WORK ORDER: I would like you to transcribe all of the data exactly.

Dataset entries:
//! Mock fingerprint sensor for testing and development.
//!
//! The sensor and its handle are connected by a channel. Each call to
//! [`MockBiometricHandle::place_finger`] (or one of its siblings) queues one
//! scan; the sensor reports `NoFinger` until a scan is queued and then plays
//! it through the image → template → search cycle.

use crate::{
    HardwareError, Result,
    traits::BiometricSensor,
    types::{DeviceInfo, ImageStatus, SearchHit, TemplateStatus},
};
use prolock_core::BiometricSlot;
use tokio::sync::mpsc;

/// Outcome of one simulated finger placement.
#[derive(Debug, Clone, Copy, PartialEq, Eq)]
pub enum MockScan {
    /// Finger enrolled in `slot`.
    Enrolled {
        slot: BiometricSlot,
        confidence: u16,
    },

    /// Finger that matches no enrolled template.
    Unknown,

    /// Image captured but no template could be extracted.
    Smudged,

    /// Serial failure while reading the image.
    ReadError,
}

/// Mock fingerprint sensor.
///
/// # Examples
///
/// ```
/// use prolock_hardware::mock::MockBiometric;
/// use prolock_hardware::traits::BiometricSensor;
/// use prolock_hardware::types::ImageStatus;
///
/// # #[tokio::main]
/// # async fn main() {
/// let (mut sensor, handle) = MockBiometric::new();
/// handle.place_finger(7, 180).await.unwrap();
///
/// assert_eq!(sensor.read_image().await.unwrap(), ImageStatus::Ready);
/// # }
/// ```
#[derive(Debug)]
pub struct MockBiometric {
    scan_rx: mpsc::Receiver<MockScan>,

    /// Scan currently on the sensor.
    current: Option<MockScan>,

    name: String,

    template_count: u16,

    fail_init: bool,
}

impl MockBiometric {
    pub fn new() -> (Self, MockBiometricHandle) {
        Self::with_name("Mock Fingerprint Sensor".to_string())
    }

    pub fn with_name(name: String) -> (Self, MockBiometricHandle) {
        let (scan_tx, scan_rx) = mpsc::channel(32);

        let sensor = Self {
            scan_rx,
            current: None,
            name,
            template_count: 0,
            fail_init: false,
        };

        (sensor, MockBiometricHandle { scan_tx })
    }

    /// Make [`verify_connection`](BiometricSensor::verify_connection) fail.
    #[must_use]
    pub fn failing_init(mut self) -> Self {
        self.fail_init = true;
        self
    }

    #[must_use]
    pub fn with_template_count(mut self, count: u16) -> Self {
        self.template_count = count;
        self
    }
}

impl Default for MockBiometric {
    fn default() -> Self {
        Self::new().0
    }
}

impl BiometricSensor for MockBiometric {
    async fn verify_connection(&mut self) -> Result<DeviceInfo> {
        if self.fail_init {
            return Err(HardwareError::initialization_failed(format!(
                "{}: no response to handshake",
                self.name
            )));
        }

        Ok(DeviceInfo::new(self.name.clone(), "Mock Fingerprint Sensor v1.0")
            .with_firmware_version("1.0.0")
            .with_template_count(self.template_count))
    }

    async fn read_image(&mut self) -> Result<ImageStatus> {
        if self.current.is_none() {
            match self.scan_rx.try_recv() {
                Ok(scan) => self.current = Some(scan),
                Err(mpsc::error::TryRecvError::Empty) => return Ok(ImageStatus::NoFinger),
                Err(mpsc::error::TryRecvError::Disconnected) => {
                    return Err(HardwareError::disconnected("Biometric scan channel closed"));
                }
            }
        }

        match self.current {
            Some(MockScan::ReadError) => {
                self.current = None;
                Err(HardwareError::image_acquisition("mock packet checksum mismatch"))
            }
            Some(_) => Ok(ImageStatus::Ready),
            None => Ok(ImageStatus::NoFinger),
        }
    }

    async fn image_to_template(&mut self) -> Result<TemplateStatus> {
        match self.current {
            Some(MockScan::Smudged) => {
                self.current = None;
                Ok(TemplateStatus::Failed)
            }
            Some(_) => Ok(TemplateStatus::Converted),
            None => Err(HardwareError::invalid_data("no image in buffer")),
        }
    }

    async fn search_template(&mut self) -> Result<Option<SearchHit>> {
        match self.current.take() {
            Some(MockScan::Enrolled { slot, confidence }) => {
                Ok(Some(SearchHit::new(slot, confidence)))
            }
            Some(_) => Ok(None),
            None => Err(HardwareError::invalid_data("no template in buffer")),
        }
    }
}

/// Handle for queueing scans on a [`MockBiometric`].
#[derive(Debug, Clone)]
pub struct MockBiometricHandle {
    scan_tx: mpsc::Sender<MockScan>,
}

impl MockBiometricHandle {
    /// Queue a scan of an arbitrary outcome.
    ///
    /// # Errors
    ///
    /// Returns `HardwareError::Disconnected` if the sensor was dropped.
    pub async fn queue(&self, scan: MockScan) -> Result<()> {
        self.scan_tx
            .send(scan)
            .await
            .map_err(|_| HardwareError::disconnected("Biometric scan channel closed"))
    }

    /// Queue an enrolled finger.
    pub async fn place_finger(&self, slot: BiometricSlot, confidence: u16) -> Result<()> {
        self.queue(MockScan::Enrolled { slot, confidence }).await
    }

    /// Queue a finger that is not enrolled.
    pub async fn place_unknown_finger(&self) -> Result<()> {
        self.queue(MockScan::Unknown).await
    }

    /// Queue a finger whose image cannot be templated.
    pub async fn place_smudged_finger(&self) -> Result<()> {
        self.queue(MockScan::Smudged).await
    }

    /// Queue a serial failure on the next image read.
    pub async fn inject_read_error(&self) -> Result<()> {
        self.queue(MockScan::ReadError).await
    }
}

EXERCISE RESULT:
//! Mock fingerprint sensor for testing and development.
//!
//! The sensor and its handle are connected by a channel. Each call to
//! [`MockBiometricHandle::place_finger`] (or one of its siblings) queues one
//! scan; the sensor reports `NoFinger` until a scan is queued and then plays
//! it through the image → template → search cycle.

use crate::{
    HardwareError, Result,
    traits::BiometricSensor,
    types::{DeviceInfo, ImageStatus, SearchHit, TemplateStatus},
};
use prolock_core::BiometricSlot;
use tokio::sync::mpsc;

/// Outcome of one simulated finger placement.
#[derive(Debug, Clone, Copy, PartialEq, Eq)]
pub enum MockScan {
    /// Finger enrolled in `slot`.
    Enrolled {
        slot: BiometricSlot,
        confidence: u16,
    },

    /// Finger that matches no enrolled template.
    Unknown,

    /// Image captured but no template could be extracted.
    Smudged,

    /// Serial failure while reading the image.
    ReadError,
}

/// Mock fingerprint sensor.
///
/// # Examples
///
/// ```
/// use prolock_hardware::mock::MockBiometric;
/// use prolock_hardware::traits::BiometricSensor;
/// use prolock_hardware::types::ImageStatus;
///
/// # #[tokio::main]
/// # async fn main() {
/// let (mut sensor, handle) = MockBiometric::new();
/// handle.place_finger(7, 180).await.unwrap();
///
/// assert_eq!(sensor.read_image().await.unwrap(), ImageStatus::Ready);
/// # }
/// ```
#[derive(Debug)]
pub struct MockBiometric {
    scan_rx: mpsc::Receiver<MockScan>,

    /// Scan currently on the sensor.
    current: Option<MockScan>,

    name: String,

    template_count: u16,

    fail_init: bool,
}

impl MockBiometric {
    pub fn new() -> (Self, MockBiometricHandle) {
        Self::with_name("Mock Fingerprint Sensor".to_string())
    }

    pub fn with_name(name: String) -> (Self, MockBiometricHandle) {
        let (scan_tx, scan_rx) = mpsc::channel(32);

        let sensor = Self {
            scan_rx,
            current: None,
            name,
            template_count: 0,
            fail_init: false,
        };

        (sensor, MockBiometricHandle { scan_tx })
    }

    /// Make [`verify_connection`](BiometricSensor::verify_connection) fail.
    #[must_use]
    pub fn failing_init(mut self) -> Self {
        self.fail_init = true;
        self
    }

    #[must_use]
    pub fn with_template_count(mut self, count: u16) -> Self {
        self.template_count = count;
        self
    }
}

impl Default for MockBiometric {
    fn default() -> Self {
        Self::new().0
    }
}

impl BiometricSensor for MockBiometric {
    async fn verify_connection(&mut self) -> Result<DeviceInfo> {
        if self.fail_init {
            return Err(HardwareError::initialization_failed(format!(
                "{}: no response to handshake",
                self.name
            )));
        }

        Ok(DeviceInfo::new(self.name.clone(), "Mock Fingerprint Sensor v1.0")
            .with_firmware_version("1.0.0")
            .with_template_count(self.template_count))
    }

    async fn read_image(&mut self) -> Result<ImageStatus> {
        if self.current.is_none() {
            match self.scan_rx.try_recv() {
                Ok(scan) => self.current = Some(scan),
                Err(mpsc::error::TryRecvError::Empty) => return Ok(ImageStatus::NoFinger),
                Err(mpsc::error::TryRecvError::Disconnected) => {
                    return Err(HardwareError::disconnected("Biometric scan channel closed"));
                }
            }
        }

        match self.current {
            Some(MockScan::ReadError) => {
                self.current = None;
                Err(HardwareError::image_acquisition("mock packet checksum mismatch"))
            }
            Some(_) => Ok(ImageStatus::Ready),
            None => Ok(ImageStatus::NoFinger),
        }
    }

    async fn image_to_template(&mut self) -> Result<TemplateStatus> {
        match self.current {
            Some(MockScan::Smudged) => {
                self.current = None;
                Ok(TemplateStatus::Failed)
            }
            Some(_) => Ok(TemplateStatus::Converted),
            None => Err(HardwareError::invalid_data("no image in buffer")),
        }
    }

    async fn search_template(&mut self) -> Result<Option<SearchHit>> {
        match self.current.take() {
            Some(MockScan::Enrolled { slot, confidence }) => {
                Ok(Some(SearchHit::new(slot, confidence)))
            }
            Some(_) => Ok(None),
            None => Err(HardwareError::invalid_data("no template in buffer")),
        }
    }
}

/// Handle for queueing scans on a [`MockBiometric`].
#[derive(Debug, Clone)]
pub struct MockBiometricHandle {
    scan_tx: mpsc::Sender<MockScan>,
}

impl MockBiometricHandle {
    /// Queue a scan of an arbitrary outcome.
    ///
    /// # Errors
    ///
    /// Returns `HardwareError::Disconnected` if the sensor was dropped.
    pub async fn queue(&self, scan: MockScan) -> Result<()> {
        self.scan_tx
            .send(scan)
            .await
            .map_err(|_| HardwareError::disconnected("Biometric scan channel closed"))
    }

    /// Queue an enrolled finger.
    pub async fn place_finger(&self, slot: BiometricSlot, confidence: u16) -> Result<()> {
        self.queue(MockScan::Enrolled { slot, confidence }).await
    }

    /// Queue a finger that is not enrolled.
    pub async fn place_unknown_finger(&self) -> Result<()> {
        self.queue(MockScan::Unknown).await
    }

    /// Queue a finger whose image cannot be templated.
    pub async fn place_smudged_finger(&self) -> Result<()> {
        self.queue(MockScan::Smudged).await
    }

    /// Queue a serial failure on the next image read.
    pub async fn inject_read_error(&self) -> Result<()> {
        self.queue(MockScan::ReadError).await
    }
}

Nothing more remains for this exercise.